La contradiction prend une autre dimension
Si le capitalisme a été en effet de façon récurrente ébranlé depuis le XVIIIe siècle par des crises boursières associées à des innovations technologiques, la contradiction prend une tout autre dimension à l’ère de la technoscience et de la mondialisation. Les entreprises cherchent à externaliser une partie de leurs investissements en R&D dont les gains sont jugés trop aléatoires et risqués et sont amenées à se rapprocher des acteurs publics de recherche, notamment les universités. Liaison elle aussi dangereuse pour ces institutions publiques poussées à délaisser la recherche fondamentale, libre et non orientée. Or cette dernière est un accumulateur de découvertes désintéressées indispensables à l’innovation technologique elle-même. Voilà qui augure mal des effets à court terme de la réforme antidémocratique de l’enseignement supérieur et de la recherche consacrée en France par les lois Pécresse et la signature de ses décrets d’application à l’été 2009, et cela contre la volonté manifestée par l’immense majorité des enseignants-chercheurs lors du plus ample et plus puissant mouvement de toute l’histoire de l’université française.
Plus globalement, c’est le statut même de la connaissance qui est soumis à de nouvelles contraintes. À côté des institutions-clés de la finance contemporaine, les grands pays industrialisés ont mis en place un second groupe d’institutions destinées à protéger les oligopoles de la connaissance : le système des droits de propriété intellectuelle, aux effets ambivalents sur l’accumulation et la diffusion de la connaissance. Ils engendrent notamment une augmentation des coûts de l’accès aux innovations et un renforcement des inégalités, notamment entre pays du Nord et pays du Sud. La sélection des migrants avec le slogan de « l’immigration choisie » aggrave les inégalités planétaires en favorisant la fuite des cerveaux du Sud vers le Nord. Face à l’accaparement des connaissances et de leur diffusion par une minorité de pays et d’acteurs, les auteurs explorent finalement les conditions d’une alternative : « L’un des enjeux du XXIe siècle doit être de créer les conditions d’une libre circulation et d’un partage des connaissances », à rebours de la mondialisation en cours. Selon eux, quatre mesures pourraient y contribuer : « la priorité donnée à l’éducation et à l’apprentissage collectif, le ciblage des aides publiques sur les personnes et les territoires plutôt que sur les entreprises, le soutien aux centres d’excellence locaux à côté des pôles de compétitivité, et enfin la lutte contre l’emprise excessive de la propriété intellectuelle ».

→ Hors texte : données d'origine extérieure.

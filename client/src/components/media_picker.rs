//! Modal media picker.
//!
//! SYSTEM CONTEXT
//! ==============
//! Editors open the picker for one `MediaTarget` through
//! `MediaPickerState::open`. The modal offers an uploader and the media
//! grid; the first confirmed selection is resolved against the open target
//! and handed to `on_pick`, after which the picker is closed.

use leptos::prelude::*;

use content::{MediaEntry, MediaPick, MediaTarget};

use crate::components::media_grid::MediaGrid;
use crate::components::media_uploader::MediaUploader;
use crate::state::media::MediaPickerState;

#[component]
pub fn MediaPicker(
    picker: RwSignal<MediaPickerState>,
    on_pick: Callback<(MediaTarget, MediaPick)>,
    #[prop(into, default = None)] article_id: Option<String>,
) -> impl IntoView {
    let refresh = RwSignal::new(0_u32);

    let on_select = Callback::new(move |entries: Vec<MediaEntry>| {
        if let Some(picked) = picker.try_update(|p| p.select(&entries)).flatten() {
            on_pick.run(picked);
        }
    });
    let on_uploaded = Callback::new(move |_: Vec<MediaEntry>| refresh.update(|n| *n += 1));
    let close = move || picker.update(MediaPickerState::close);

    view! {
        <Show when=move || picker.with(MediaPickerState::is_open)>
            {
                let article_id = article_id.clone();
                view! {
                    <div class="dialog-backdrop" on:click=move |_| close()>
                        <div
                            class="dialog dialog--media"
                            tabindex="0"
                            on:click=move |ev| ev.stop_propagation()
                            on:keydown=move |ev: leptos::ev::KeyboardEvent| {
                                if ev.key() == "Escape" {
                                    ev.prevent_default();
                                    close();
                                }
                            }
                        >
                            <header class="dialog__header">
                                <h2>"Media library"</h2>
                                <button type="button" class="btn" on:click=move |_| close()>
                                    "Close"
                                </button>
                            </header>
                            <MediaUploader article_id=article_id on_uploaded=on_uploaded />
                            <MediaGrid on_select=on_select refresh=refresh />
                        </div>
                    </div>
                }
            }
        </Show>
    }
}
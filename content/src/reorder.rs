//! Single-element move used for drag-and-drop reordering.
//!
//! A drop is always "take one element out, put it back at the target's
//! position". Everything else keeps its relative order, nothing is
//! duplicated or dropped, and a drop onto itself is a no-op.

#[cfg(test)]
#[path = "reorder_test.rs"]
mod reorder_test;

/// Move the element at `from` to index `to`.
///
/// Out-of-range indices leave the sequence unchanged.
pub fn move_index<T: Clone>(items: &[T], from: usize, to: usize) -> Vec<T> {
    let mut next = items.to_vec();
    if from >= next.len() || to >= next.len() || from == to {
        return next;
    }
    let item = next.remove(from);
    next.insert(to, item);
    next
}

/// Resolve a drag-end event over `ids` into `(from, to)` indices.
///
/// Returns `None` when the event is a no-op: no drop target, dropped onto
/// itself, or either id is not in the list.
pub fn resolve_drop<T: PartialEq>(ids: &[T], dragged: &T, over: Option<&T>) -> Option<(usize, usize)> {
    let over = over?;
    if dragged == over {
        return None;
    }
    let from = ids.iter().position(|id| id == dragged)?;
    let to = ids.iter().position(|id| id == over)?;
    Some((from, to))
}

/// Apply a drag-end event to an id list.
pub fn move_by_id<T: Clone + PartialEq>(ids: &[T], dragged: &T, over: Option<&T>) -> Vec<T> {
    match resolve_drop(ids, dragged, over) {
        Some((from, to)) => move_index(ids, from, to),
        None => ids.to_vec(),
    }
}
use super::*;

#[test]
fn validate_login_input_trims_email() {
    assert_eq!(
        validate_login_input("  admin@cci.bi  ", "secret"),
        Ok(("admin@cci.bi".to_owned(), "secret".to_owned()))
    );
}

#[test]
fn validate_login_input_keeps_password_verbatim() {
    assert_eq!(validate_login_input("a@b.c", " pw "), Ok(("a@b.c".to_owned(), " pw ".to_owned())));
}

#[test]
fn validate_login_input_requires_both_fields() {
    assert_eq!(validate_login_input("   ", "secret"), Err(MISSING_FIELDS));
    assert_eq!(validate_login_input("a@b.c", ""), Err(MISSING_FIELDS));
}
//! Homepage carousel slides: list and editor with a slide preview.

use leptos::prelude::*;

use content::{CarouselSlide, ImageSlot, MediaPick, MediaTarget};

use crate::components::collection_table::CollectionTable;
use crate::components::editor_status::EditorStatus;
use crate::components::form_fields::{TextAreaField, TextField, text_signal};
use crate::components::image_field::ImageField;
use crate::components::layout::AdminLayout;
use crate::components::media_picker::MediaPicker;
use crate::net::types::Collection;
use crate::state::editor::EditorState;
use crate::state::media::MediaPickerState;
use crate::util::resource::{PageContext, submit_record, use_collection_list, use_record_editor};

#[component]
pub fn CarouselPage() -> impl IntoView {
    view! {
        <AdminLayout>
            <SlideList />
        </AdminLayout>
    }
}

#[component]
fn SlideList() -> impl IntoView {
    let list = use_collection_list::<CarouselSlide>();

    view! {
        <div class="list-page">
            <header class="page-header">
                <h1>"Carousel"</h1>
                <a class="btn btn--primary" href=Collection::Carousel.new_route()>
                    "+ New Slide"
                </a>
            </header>
            <CollectionTable
                list=list
                columns=vec!["Image", "Title", "Subtitle"]
                row=|slide: &CarouselSlide| {
                    let image = slide.resolved_image().map(str::to_owned);
                    view! {
                        <td>
                            {image.map(|src| view! { <img class="table__thumb" src=src alt="" /> })}
                        </td>
                        <td class="table__primary">{slide.title.clone()}</td>
                        <td>{slide.subtitle.clone()}</td>
                    }
                }
            />
        </div>
    }
}

#[component]
pub fn CarouselEditorPage() -> impl IntoView {
    view! {
        <AdminLayout>
            <SlideEditor />
        </AdminLayout>
    }
}

#[component]
fn SlideEditor() -> impl IntoView {
    let ctx = PageContext::expect();
    let editor = use_record_editor::<CarouselSlide>();
    let picker = RwSignal::new(MediaPickerState::default());

    let edit = move |f: &dyn Fn(&mut CarouselSlide)| editor.update(|s| f(&mut s.record));
    let on_pick = Callback::new(move |(target, pick): (MediaTarget, MediaPick)| {
        if target == MediaTarget::ProfileImage {
            editor.update(|s| s.record = s.record.with_media(&pick));
        }
    });
    let on_submit = move |ev: leptos::ev::SubmitEvent| {
        ev.prevent_default();
        let record = editor.with_untracked(|s| s.record.clone());
        submit_record(&ctx, editor, record);
    };
    let image = Signal::derive(move || editor.with(|s| s.record.resolved_image().map(str::to_owned)));

    view! {
        <div class="editor-page">
            <header class="page-header">
                <h1>{move || if editor.with(EditorState::is_update) { "Edit Slide" } else { "Create Slide" }}</h1>
                <a class="btn" href=Collection::Carousel.route()>
                    "Back to list"
                </a>
            </header>
            <Show
                when=move || editor.with(|s| s.ready)
                fallback=move || view! { <EditorStatus editor=editor /> }
            >
                <div class="editor-page__columns">
                    <form class="editor-form" on:submit=on_submit.clone()>
                        <TextField
                            label="Title"
                            value=text_signal(editor, |c| Some(c.title.as_str()))
                            on_input=Callback::new(move |value: String| edit(&|c| c.title.clone_from(&value)))
                            required=true
                        />
                        <TextField
                            label="Subtitle"
                            value=text_signal(editor, |c| Some(c.subtitle.as_str()))
                            on_input=Callback::new(move |value: String| edit(&|c| c.subtitle.clone_from(&value)))
                        />
                        <TextAreaField
                            label="Excerpt"
                            value=text_signal(editor, |c| Some(c.excerpt.as_str()))
                            on_input=Callback::new(move |value: String| edit(&|c| c.excerpt.clone_from(&value)))
                        />
                        <ImageField
                            label="Image"
                            url=image
                            on_choose=Callback::new(move |()| picker.update(|p| p.open(MediaTarget::ProfileImage)))
                            on_clear=Callback::new(move |()| {
                                edit(&|c| {
                                    c.set_image(None, None);
                                    c.image = None;
                                });
                            })
                        />
                        {move || editor.with(|s| s.error.clone()).map(|e| view! { <p class="editor-form__error">{e}</p> })}
                        <div class="editor-form__actions">
                            <button class="btn btn--primary" type="submit" disabled=move || editor.with(|s| s.saving)>
                                {move || if editor.with(|s| s.saving) { "Saving..." } else { "Save Slide" }}
                            </button>
                        </div>
                    </form>
                    <aside class="preview preview--slide">
                        <div
                            class="slide"
                            style=move || {
                                image
                                    .get()
                                    .map(|src| format!("background-image: url('{src}')"))
                                    .unwrap_or_default()
                            }
                        >
                            <div class="slide__caption">
                                <h2>{move || editor.with(|s| s.record.title.clone())}</h2>
                                <h3>{move || editor.with(|s| s.record.subtitle.clone())}</h3>
                                <p>{move || editor.with(|s| s.record.excerpt.clone())}</p>
                            </div>
                        </div>
                    </aside>
                </div>
            </Show>
            <MediaPicker picker=picker on_pick=on_pick />
        </div>
    }
}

La première crise mondiale de la mondialisation qui poursuit inexorablement ses ravages sociaux et écologiques est aussi une incitation à favoriser une sortie de crise dans laquelle les formes nouvelles de travail et d’accumulation centrées sur la libre connaissance prennent le pas sur les politiques de libéralisation financière. La crise crée de nouvelles opportunités pour investir massivement dans les secteurs publics de la recherche, de l’innovation et de l’enseignement, au service de la société. Rien de cela ne sera possible sans un poids accru de la régulation publique sous l’égide d’un État stratège et investisseur, sans une réforme profonde des institutions internationales de l’économie et de la finance mondiales. Un tel avenir, notre avenir humain, passe par l’inversion des rapports de force entre le mouvement social et les élites qui nous gouvernent.
Remarquons enfin que les auteurs ont banni « l’hypothèse de rationalité », sorte de barrière infranchissable que les économistes ont bâtie autour de leur discipline et qui les autorise à pénétrer les autres champs disciplinaires en interdisant de fait le chemin réciproque.